[Recorded data]
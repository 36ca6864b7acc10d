use std::time::Duration;

use chrono::Duration as ChronoDuration;
use state_machines::state_machine;
use surrealdb::sql::Datetime as SurrealDatetime;
use uuid::Uuid;

use crate::{error::AppError, storage::db::SurrealDbClient, stored_object};

use super::{
    pipeline_config::{DestinationSettings, PipelineConfig, SourceSpec},
    run_timestamp,
};

pub const DEFAULT_LEASE_SECS: i64 = 3600;

#[derive(Debug, Default, Clone, Copy, serde::Serialize, serde::Deserialize, PartialEq, Eq)]
#[serde(rename_all = "lowercase")]
pub enum SourceStatus {
    Running,
    #[default]
    Completed,
    Failed,
}

impl SourceStatus {
    pub fn as_str(&self) -> &'static str {
        match self {
            SourceStatus::Running => "running",
            SourceStatus::Completed => "completed",
            SourceStatus::Failed => "failed",
        }
    }
}

/// How a caller names the entry it wants removed.
#[derive(Debug, Clone, PartialEq, Eq)]
pub enum SourceSelector {
    Id(String),
    Name(String),
}

#[derive(Debug, Clone, Copy, PartialEq, Eq)]
pub enum SourceTransition {
    Start,
    Complete,
    Fail,
    /// Take over a `running` entry whose lease went stale.
    Reclaim,
}

impl SourceTransition {
    fn as_str(self) -> &'static str {
        match self {
            SourceTransition::Start => "start",
            SourceTransition::Complete => "complete",
            SourceTransition::Fail => "fail",
            SourceTransition::Reclaim => "reclaim",
        }
    }
}

mod lifecycle {
    use super::state_machine;

    state_machine! {
        name: SourceLifecycleMachine,
        initial: Completed,
        states: [Completed, Running, Failed],
        events {
            start {
                transition: { from: Completed, to: Running }
                transition: { from: Failed, to: Running }
            }
            complete {
                transition: { from: Running, to: Completed }
            }
            fail {
                transition: { from: Running, to: Failed }
            }
        }
    }

    pub(super) fn completed() -> SourceLifecycleMachine<(), Completed> {
        SourceLifecycleMachine::new(())
    }

    pub(super) fn running() -> Option<SourceLifecycleMachine<(), Running>> {
        completed().start().ok()
    }

    pub(super) fn failed() -> Option<SourceLifecycleMachine<(), Failed>> {
        running().and_then(|machine| machine.fail().ok())
    }
}

fn invalid_transition(state: SourceStatus, event: SourceTransition) -> AppError {
    AppError::Validation(format!(
        "Invalid source transition: {} -> {}",
        state.as_str(),
        event.as_str()
    ))
}

pub fn compute_next_state(
    state: SourceStatus,
    event: SourceTransition,
) -> Result<SourceStatus, AppError> {
    use lifecycle::{completed, failed, running};

    let next = match (state, event) {
        (SourceStatus::Completed, SourceTransition::Start) => {
            completed().start().ok().map(|_| SourceStatus::Running)
        }
        (SourceStatus::Failed, SourceTransition::Start) => failed()
            .and_then(|m| m.start().ok())
            .map(|_| SourceStatus::Running),
        (SourceStatus::Running, SourceTransition::Complete) => running()
            .and_then(|m| m.complete().ok())
            .map(|_| SourceStatus::Completed),
        (SourceStatus::Running, SourceTransition::Fail) => running()
            .and_then(|m| m.fail().ok())
            .map(|_| SourceStatus::Failed),
        (SourceStatus::Running, SourceTransition::Reclaim) => Some(SourceStatus::Running),
        _ => None,
    };

    next.ok_or_else(|| invalid_transition(state, event))
}

fn seconds(secs: i64) -> ChronoDuration {
    ChronoDuration::try_seconds(secs).unwrap_or(ChronoDuration::MAX)
}

stored_object!(SourceEntry, "source_entry", {
    name: Option<String>,
    source: SourceSpec,
    destination: DestinationSettings,
    sync_interval_seconds: u64,
    status: SourceStatus,
    #[serde(with = "crate::storage::types::run_timestamp", default)]
    last_run: Option<DateTime<Utc>>,
    #[serde(
        serialize_with = "serialize_option_datetime",
        deserialize_with = "deserialize_option_datetime",
        default
    )]
    locked_at: Option<DateTime<Utc>>,
    lease_duration_secs: i64,
    error_message: Option<String>,
    #[serde(
        serialize_with = "serialize_option_datetime",
        deserialize_with = "deserialize_option_datetime",
        default
    )]
    last_error_at: Option<DateTime<Utc>>
});

impl SourceEntry {
    /// A freshly registered source whose first run has just succeeded.
    pub fn new_completed(config: &PipelineConfig, now: DateTime<Utc>) -> Self {
        Self {
            id: Uuid::new_v4().to_string(),
            name: config.name.clone(),
            source: config.source.clone(),
            destination: config.destination.clone(),
            sync_interval_seconds: config.sync_interval_seconds,
            status: SourceStatus::Completed,
            last_run: Some(run_timestamp::truncate(now)),
            locked_at: None,
            lease_duration_secs: DEFAULT_LEASE_SECS,
            error_message: None,
            last_error_at: None,
            created_at: now,
            updated_at: now,
        }
    }

    pub fn pipeline_config(&self) -> PipelineConfig {
        PipelineConfig {
            name: self.name.clone(),
            source: self.source.clone(),
            destination: self.destination.clone(),
            sync_interval_seconds: self.sync_interval_seconds,
        }
    }

    pub fn sync_interval(&self) -> ChronoDuration {
        seconds(i64::try_from(self.sync_interval_seconds).unwrap_or(i64::MAX))
    }

    pub fn lease_duration(&self) -> Duration {
        Duration::from_secs(u64::try_from(self.lease_duration_secs).unwrap_or(0))
    }

    /// A `running` entry nobody has heartbeated within its lease.
    pub fn lease_expired(&self, now: DateTime<Utc>) -> bool {
        if self.status != SourceStatus::Running {
            return false;
        }
        match self.locked_at {
            Some(locked_at) => {
                now.signed_duration_since(locked_at) > seconds(self.lease_duration_secs.max(0))
            }
            None => true,
        }
    }

    pub async fn insert(&self, db: &SurrealDbClient) -> Result<SourceEntry, AppError> {
        db.store_item(self.clone())
            .await?
            .ok_or_else(|| AppError::NotFound(format!("source entry {} was not stored", self.id)))
    }

    /// Every registered source, oldest first.
    pub async fn list(db: &SurrealDbClient) -> Result<Vec<SourceEntry>, AppError> {
        let mut result = db
            .client
            .query("SELECT * FROM type::table($table) ORDER BY created_at ASC")
            .bind(("table", Self::table_name()))
            .await?;

        let entries: Vec<SourceEntry> = result.take(0)?;
        Ok(entries)
    }

    /// Set `status` and, when given, `last_run`. `last_run` is never cleared here.
    /// The lease is held exactly while the entry is `running`. Returns `None` when
    /// no entry has `id`.
    pub async fn update_status(
        db: &SurrealDbClient,
        id: &str,
        status: SourceStatus,
        last_run: Option<DateTime<Utc>>,
    ) -> Result<Option<SourceEntry>, AppError> {
        const UPDATE_STATUS_QUERY: &str = r#"
            UPDATE type::thing($table, $id)
            SET status = $status,
                last_run = IF $last_run = NONE THEN last_run ELSE $last_run END,
                locked_at = IF $status = $running THEN $now ELSE NONE END,
                updated_at = $now
            RETURN AFTER;
        "#;

        let now = Utc::now();
        let mut result = db
            .client
            .query(UPDATE_STATUS_QUERY)
            .bind(("table", Self::table_name()))
            .bind(("id", id.to_string()))
            .bind(("status", status.as_str()))
            .bind(("running", SourceStatus::Running.as_str()))
            .bind(("last_run", last_run.as_ref().map(run_timestamp::format)))
            .bind(("now", SurrealDatetime::from(now)))
            .await?;

        let updated: Option<SourceEntry> = result.take(0)?;
        Ok(updated)
    }

    /// Take the lease on this entry for a run. `last_run` is left untouched.
    ///
    /// The write only lands if the stored status still matches what this snapshot
    /// saw, so two schedulers cannot both start the same entry.
    pub async fn mark_running(
        &self,
        db: &SurrealDbClient,
        now: DateTime<Utc>,
        lease: Duration,
    ) -> Result<Option<SourceEntry>, AppError> {
        let event = if self.status == SourceStatus::Running {
            SourceTransition::Reclaim
        } else {
            SourceTransition::Start
        };
        let next = compute_next_state(self.status, event)?;
        debug_assert_eq!(next, SourceStatus::Running);

        const START_QUERY: &str = r#"
            UPDATE type::thing($table, $id)
            SET status = $running,
                locked_at = $now,
                lease_duration_secs = $lease_secs,
                updated_at = $now
            WHERE status = $expected
            RETURN AFTER;
        "#;

        let mut result = db
            .client
            .query(START_QUERY)
            .bind(("table", Self::table_name()))
            .bind(("id", self.id.clone()))
            .bind(("running", SourceStatus::Running.as_str()))
            .bind(("expected", self.status.as_str()))
            .bind(("now", SurrealDatetime::from(now)))
            .bind((
                "lease_secs",
                i64::try_from(lease.as_secs()).unwrap_or(DEFAULT_LEASE_SECS),
            ))
            .await?;

        let updated: Option<SourceEntry> = result.take(0)?;
        Ok(updated)
    }

    /// Record a successful run finishing at `now`.
    pub async fn mark_completed(
        &self,
        db: &SurrealDbClient,
        now: DateTime<Utc>,
    ) -> Result<Option<SourceEntry>, AppError> {
        compute_next_state(self.status, SourceTransition::Complete)?;
        Self::update_status(db, &self.id, SourceStatus::Completed, Some(now)).await
    }

    /// Record a failed run. `last_run` keeps its previous value.
    pub async fn mark_failed(
        db: &SurrealDbClient,
        id: &str,
        message: &str,
        now: DateTime<Utc>,
    ) -> Result<Option<SourceEntry>, AppError> {
        debug_assert!(compute_next_state(SourceStatus::Running, SourceTransition::Fail).is_ok());

        const FAIL_QUERY: &str = r#"
            UPDATE type::thing($table, $id)
            SET status = $failed,
                locked_at = NONE,
                error_message = $error_message,
                last_error_at = $now,
                updated_at = $now
            RETURN AFTER;
        "#;

        let mut result = db
            .client
            .query(FAIL_QUERY)
            .bind(("table", Self::table_name()))
            .bind(("id", id.to_string()))
            .bind(("failed", SourceStatus::Failed.as_str()))
            .bind(("error_message", message.to_string()))
            .bind(("now", SurrealDatetime::from(now)))
            .await?;

        let updated: Option<SourceEntry> = result.take(0)?;
        Ok(updated)
    }

    /// Extend the lease of a running entry.
    pub async fn heartbeat(
        db: &SurrealDbClient,
        id: &str,
        now: DateTime<Utc>,
    ) -> Result<(), AppError> {
        const HEARTBEAT_QUERY: &str = r#"
            UPDATE type::thing($table, $id)
            SET locked_at = $now, updated_at = $now
            WHERE status = $running
            RETURN NONE;
        "#;

        db.client
            .query(HEARTBEAT_QUERY)
            .bind(("table", Self::table_name()))
            .bind(("id", id.to_string()))
            .bind(("running", SourceStatus::Running.as_str()))
            .bind(("now", SurrealDatetime::from(now)))
            .await?
            .check()?;

        Ok(())
    }

    pub async fn find_by_name(
        db: &SurrealDbClient,
        name: &str,
    ) -> Result<Option<SourceEntry>, AppError> {
        let mut result = db
            .client
            .query(
                "SELECT * FROM type::table($table) WHERE name = $name ORDER BY created_at ASC LIMIT 1",
            )
            .bind(("table", Self::table_name()))
            .bind(("name", name.to_string()))
            .await?;

        let entry: Option<SourceEntry> = result.take(0)?;
        Ok(entry)
    }

    /// Remove at most one entry. Nothing matching is not an error.
    pub async fn delete(
        db: &SurrealDbClient,
        selector: &SourceSelector,
    ) -> Result<Option<SourceEntry>, AppError> {
        let id = match selector {
            SourceSelector::Id(id) => id.clone(),
            SourceSelector::Name(name) => match Self::find_by_name(db, name).await? {
                Some(entry) => entry.id,
                None => return Ok(None),
            },
        };

        Ok(db.delete_item::<SourceEntry>(&id).await?)
    }
}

__Exercise__
Please find every line in the records that contains the word "SourceSelector", and copy it out.

__Answer box__
pub enum SourceSelector {
        selector: &SourceSelector,
            SourceSelector::Id(id) => id.clone(),
            SourceSelector::Name(name) => match Self::find_by_name(db, name).await? {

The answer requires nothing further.